[Source information]

use chrono::{TimeZone, Utc};
use daybook_types::AuditStamp;

// ── Construction ─────────────────────────────────────────────────

#[test]
fn new_stamp_has_no_modification() {
    let stamp = AuditStamp::new();
    assert!(stamp.modified_at().is_none());
}

#[test]
fn default_is_new() {
    let stamp = AuditStamp::default();
    assert!(stamp.modified_at().is_none());
}

#[test]
fn restored_keeps_timestamps_verbatim() {
    let created = Utc.with_ymd_and_hms(2021, 3, 14, 9, 26, 53).unwrap();
    let modified = Utc.with_ymd_and_hms(2022, 1, 1, 0, 0, 0).unwrap();
    let stamp = AuditStamp::restored(created, Some(modified));
    assert_eq!(stamp.created_at(), created);
    assert_eq!(stamp.modified_at(), Some(modified));
}

#[test]
fn restored_modification_may_be_absent() {
    let created = Utc.with_ymd_and_hms(2021, 3, 14, 9, 26, 53).unwrap();
    let stamp = AuditStamp::restored(created, None);
    assert!(stamp.modified_at().is_none());
}

// ── touch ────────────────────────────────────────────────────────

#[test]
fn touch_sets_modification_from_none() {
    let mut stamp = AuditStamp::new();
    stamp.touch();
    assert!(stamp.modified_at().is_some());
}

#[test]
fn touch_never_moves_creation() {
    let mut stamp = AuditStamp::new();
    let created = stamp.created_at();
    for _ in 0..10 {
        stamp.touch();
    }
    assert_eq!(stamp.created_at(), created);
}

#[test]
fn repeated_touches_strictly_increase() {
    let mut stamp = AuditStamp::new();
    stamp.touch();
    let first = stamp.modified_at().unwrap();
    stamp.touch();
    let second = stamp.modified_at().unwrap();
    assert!(second > first);
}

#[test]
fn touch_is_monotonic_past_a_future_modification_time() {
    // Restored with a far-future modification time: the wall clock cannot
    // catch up, so touch must bump instead of going backwards.
    let created = Utc.with_ymd_and_hms(2020, 1, 1, 0, 0, 0).unwrap();
    let future = Utc.with_ymd_and_hms(2120, 1, 1, 0, 0, 0).unwrap();
    let mut stamp = AuditStamp::restored(created, Some(future));
    stamp.touch();
    assert!(stamp.modified_at().unwrap() > future);
}

#[test]
fn created_not_after_modified() {
    let mut stamp = AuditStamp::new();
    stamp.touch();
    assert!(stamp.created_at() <= stamp.modified_at().unwrap());
}

// ── Serde ────────────────────────────────────────────────────────

#[test]
fn serialization_roundtrip() {
    let mut stamp = AuditStamp::new();
    stamp.touch();
    let json = serde_json::to_string(&stamp).unwrap();
    let parsed: AuditStamp = serde_json::from_str(&json).unwrap();
    assert_eq!(stamp, parsed);
}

[/Source information]

### Aim of the exercise
Filter the material above down to the lines that hold the word "json".

### Task output
    let json = serde_json::to_string(&stamp).unwrap();
    let parsed: AuditStamp = serde_json::from_str(&json).unwrap();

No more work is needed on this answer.